France to sell 42 Rafale jets to Indonesia at $8.1 billion

Indonesia has placed an order for 42 Rafale fighter jets for $8.1 billion, according to France’s defence ministry, as part of a series of deals that also include submarine development and ammunition, making Jakarta the region’s largest French arms client.

The agreement comes as Paris, which sees itself as a global maritime power, tries to strengthen geopolitical connections in the Indo-Pacific following the formation of AUKUS, a new strategic alliance between the US, the UK, and Australia last year.

“We intend to buy 42 Rafale,” Indonesian Defense Minister Prabowo Subianto stated during a meeting with his French counterpart Florence Parly.

“The strengthening of our defence cooperation will enhance our strategic relationship,” France’s Minister of the Armed Forces, Gérard Parly, stated.

According to Parly, Indonesia will become the second country in the Indo-Pacific area, after India, to rely on the Dassault Aviation jet.

The plane agreement, which would enhance production at Dassault Aviation, Safran (SAF.PA), and Thales, is valued $8.1 billion, according to a French defence ministry official.

The first phase of the contract, consisting of six Rafale jets, will be completed in the coming months, with the remaining 36 jets arriving later this year or next year, he added.

Dassault Aviation said the agreement was the beginning of a long-term cooperation that would allow it to expand its presence in Indonesia quickly. The news of the arrangement boosted the company’s stock by almost 4%.

According to a defence ministry official, the agreement signed on Thursday will make Indonesia, which is presently ranked second behind Singapore, France’s largest military procurement client in Southeast Asia.

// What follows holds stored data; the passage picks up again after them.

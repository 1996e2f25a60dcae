//! Owned UI-hierarchy tree, bounds geometry and selector matching.

pub mod poll;
pub mod provider;

use regex::Regex;

use crate::error::{Error, Result};

/// Screen-pixel rectangle attached to a UI node, as serialized by
/// uiautomator: `[x0,y0][x1,y1]`.
#[derive(Debug, Clone, Copy, PartialEq, Eq)]
pub struct Bounds {
    pub x0: i32,
    pub y0: i32,
    pub x1: i32,
    pub y1: i32,
}

impl Bounds {
    pub fn parse(raw: &str) -> Result<Self> {
        let re = Regex::new(r"\[(\d+),(\d+)\]\[(\d+),(\d+)\]")
            .map_err(|err| Error::parse("bounds pattern", err.to_string()))?;
        let caps = re
            .captures(raw)
            .ok_or_else(|| Error::parse("bounds", raw))?;
        let field = |index: usize| -> Result<i32> {
            caps[index]
                .parse()
                .map_err(|_| Error::parse("bounds", raw))
        };
        Ok(Self {
            x0: field(1)?,
            y0: field(2)?,
            x1: field(3)?,
            y1: field(4)?,
        })
    }

    /// Midpoint with integer division, matching tap coordinates.
    pub fn center(&self) -> (i32, i32) {
        ((self.x0 + self.x1) / 2, (self.y0 + self.y1) / 2)
    }

    /// Strict containment: points on any edge are outside.
    pub fn contains(&self, x: i32, y: i32) -> bool {
        self.x0 < x && x < self.x1 && self.y0 < y && y < self.y1
    }
}

/// One node of a parsed hierarchy dump. The tree is owned so it can outlive
/// the XML text it was parsed from.
#[derive(Debug, Clone, PartialEq, Eq)]
pub struct UiNode {
    pub tag: String,
    pub attrs: Vec<(String, String)>,
    pub children: Vec<UiNode>,
}

impl UiNode {
    pub fn attr(&self, name: &str) -> Option<&str> {
        self.attrs
            .iter()
            .find(|(attr_name, _)| attr_name == name)
            .map(|(_, value)| value.as_str())
    }

    pub fn bounds(&self) -> Result<Bounds> {
        let raw = self
            .attr("bounds")
            .ok_or_else(|| Error::parse("bounds", format!("<{}> has no bounds", self.tag)))?;
        Bounds::parse(raw)
    }

    pub fn center(&self) -> Result<(i32, i32)> {
        Ok(self.bounds()?.center())
    }

    /// All nodes of the subtree (self included) in document order.
    pub fn descendants(&self) -> Descendants<'_> {
        Descendants { stack: vec![self] }
    }

    /// First node in document order matched by the selector, if any.
    pub fn find(&self, selector: &Selector) -> Option<&UiNode> {
        self.descendants().find(|node| selector.matches(node))
    }
}

pub struct Descendants<'a> {
    stack: Vec<&'a UiNode>,
}

impl<'a> Iterator for Descendants<'a> {
    type Item = &'a UiNode;

    fn next(&mut self) -> Option<Self::Item> {
        let node = self.stack.pop()?;
        self.stack.extend(node.children.iter().rev());
        Some(node)
    }
}

/// Tree query: an optional tag name plus attribute-equality predicates.
#[derive(Debug, Clone, Default, PartialEq, Eq)]
pub struct Selector {
    tag: Option<String>,
    attrs: Vec<(String, String)>,
}

impl Selector {
    pub fn any() -> Self {
        Self::default()
    }

    pub fn tag(name: impl Into<String>) -> Self {
        Self {
            tag: Some(name.into()),
            attrs: Vec::new(),
        }
    }

    pub fn attr(mut self, name: impl Into<String>, value: impl Into<String>) -> Self {
        self.attrs.push((name.into(), value.into()));
        self
    }

    pub fn matches(&self, node: &UiNode) -> bool {
        if let Some(tag) = &self.tag {
            if &node.tag != tag {
                return false;
            }
        }
        self.attrs
            .iter()
            .all(|(name, value)| node.attr(name) == Some(value.as_str()))
    }
}

/// Parse a hierarchy dump into an owned tree rooted at the document element.
pub fn parse_hierarchy(xml: &str) -> Result<UiNode> {
    let doc = roxmltree::Document::parse(xml.trim())?;
    Ok(convert_node(doc.root_element()))
}

fn convert_node(node: roxmltree::Node) -> UiNode {
    UiNode {
        tag: node.tag_name().name().to_string(),
        attrs: node
            .attributes()
            .map(|attr| (attr.name().to_string(), attr.value().to_string()))
            .collect(),
        children: node
            .children()
            .filter(|child| child.is_element())
            .map(convert_node)
            .collect(),
    }
}

/// Nodes whose bounds strictly contain the point. A node with missing or
/// malformed bounds fails the whole call rather than being skipped.
pub fn containers<'a>(
    x: i32,
    y: i32,
    nodes: impl IntoIterator<Item = &'a UiNode>,
) -> Result<Vec<&'a UiNode>> {
    let mut filtered = Vec::new();
    for node in nodes {
        if node.bounds()?.contains(x, y) {
            filtered.push(node);
        }
    }
    Ok(filtered)
}

#[cfg(test)]
mod tests {
    use super::*;

    fn node_with_bounds(raw: &str) -> UiNode {
        UiNode {
            tag: "node".to_string(),
            attrs: vec![("bounds".to_string(), raw.to_string())],
            children: Vec::new(),
        }
    }

    #[test]
    fn parses_bounds_rectangle() {
        let bounds = Bounds::parse("[0,0][1080,1920]").expect("parse");
        assert_eq!(
            bounds,
            Bounds {
                x0: 0,
                y0: 0,
                x1: 1080,
                y1: 1920
            }
        );
    }

    #[test]
    fn malformed_bounds_is_a_parse_error() {
        for raw in ["", "[0,0]", "[a,b][c,d]", "0,0 10,10"] {
            let err = Bounds::parse(raw).expect_err("should reject");
            assert!(matches!(err, Error::Parse { .. }), "raw: {raw:?}");
        }
    }

    #[test]
    fn center_uses_integer_division() {
        let bounds = Bounds::parse("[0,0][10,20]").expect("parse");
        assert_eq!(bounds.center(), (5, 10));
        let odd = Bounds::parse("[0,0][5,5]").expect("parse");
        assert_eq!(odd.center(), (2, 2));
    }

    #[test]
    fn containment_is_strict() {
        let bounds = Bounds::parse("[0,0][10,10]").expect("parse");
        assert!(bounds.contains(5, 5));
        assert!(!bounds.contains(0, 5));
        assert!(!bounds.contains(10, 5));
        assert!(!bounds.contains(5, 0));
        assert!(!bounds.contains(5, 10));
    }

    #[test]
    fn containers_filters_by_strict_containment() {
        let inside = node_with_bounds("[0,0][10,10]");
        let edge = node_with_bounds("[5,0][20,20]");
        let nodes = vec![inside.clone(), edge];
        let found = containers(5, 5, &nodes).expect("containers");
        assert_eq!(found, vec![&inside]);
    }

    #[test]
    fn containers_propagates_malformed_bounds() {
        let broken = UiNode {
            tag: "node".to_string(),
            attrs: vec![("bounds".to_string(), "oops".to_string())],
            children: Vec::new(),
        };
        let nodes = vec![broken];
        assert!(containers(1, 1, &nodes).is_err());
    }

    const SAMPLE: &str = r#"<?xml version='1.0' encoding='UTF-8' standalone='yes' ?>
<hierarchy rotation="0">
  <node class="android.widget.FrameLayout" bounds="[0,0][1080,1920]">
    <node class="android.widget.Button" resource-id="com.foo:id/ok" text="OK" bounds="[100,200][300,300]"/>
  </node>
</hierarchy>"#;

    #[test]
    fn parses_hierarchy_dump() {
        let root = parse_hierarchy(SAMPLE).expect("parse");
        assert_eq!(root.tag, "hierarchy");
        assert_eq!(root.attr("rotation"), Some("0"));
        assert_eq!(root.children.len(), 1);
        assert_eq!(root.children[0].children[0].attr("text"), Some("OK"));
    }

    #[test]
    fn selector_finds_by_attribute() {
        let root = parse_hierarchy(SAMPLE).expect("parse");
        let selector = Selector::tag("node").attr("resource-id", "com.foo:id/ok");
        let button = root.find(&selector).expect("should match");
        assert_eq!(button.center().expect("center"), (200, 250));
        assert!(root
            .find(&Selector::tag("node").attr("text", "Cancel"))
            .is_none());
    }

    #[test]
    fn selector_any_matches_root() {
        let root = parse_hierarchy(SAMPLE).expect("parse");
        assert!(Selector::any().matches(&root));
        assert_eq!(root.find(&Selector::any()).map(|n| n.tag.as_str()), Some("hierarchy"));
    }
}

In addition to the fighter jets, Indonesia has signed a memorandum of understanding to collaborate on submarine research, which is expected to result in an order for two Scorpene vessels from Naval Group, according to the French defence ministry.

Following Australia’s abandonment of a multibillion-dollar submarine agreement with Paris last year, which accused its friends of backstabbing, the subject is sensitive for France.

When asked by media whether the AUKUS alliance and the failed Australian submarine purchase had influenced negotiations with Indonesia, a representative for the French defence ministry stated, “I don’t think so, neither in one way nor the other.”

“We have an Indo-Pacific policy,” he continued, “and we are determined to maintain our defence industry and hence to export.”

Indonesia, too, is concerned about AUKUS, fearing that the employment of nuclear-powered submarines could exacerbate geopolitical tensions in Southeast Asia, where China wields great weight. Indonesia’s defence minister, on the other hand, has stated that he understands the alliance’s formation.

For a long time, the government has been trying to modernise its ageing air fleet, which has included F-16 fighter jets from the United States and Russian Sukhoi Su-27 and Su-30 fighter jets from Russia.

On Thursday, Indonesian President Joko Widodo met with Parly and congratulated him on the conclusion of agreements for submarine construction, satellite purchase, and ammunition manufacture.

“I hope that defence cooperation aren’t just centred on munition procurement, but also on development and joint production, technical transfer, and investment in defence sectors,” Jokowi added in the statement.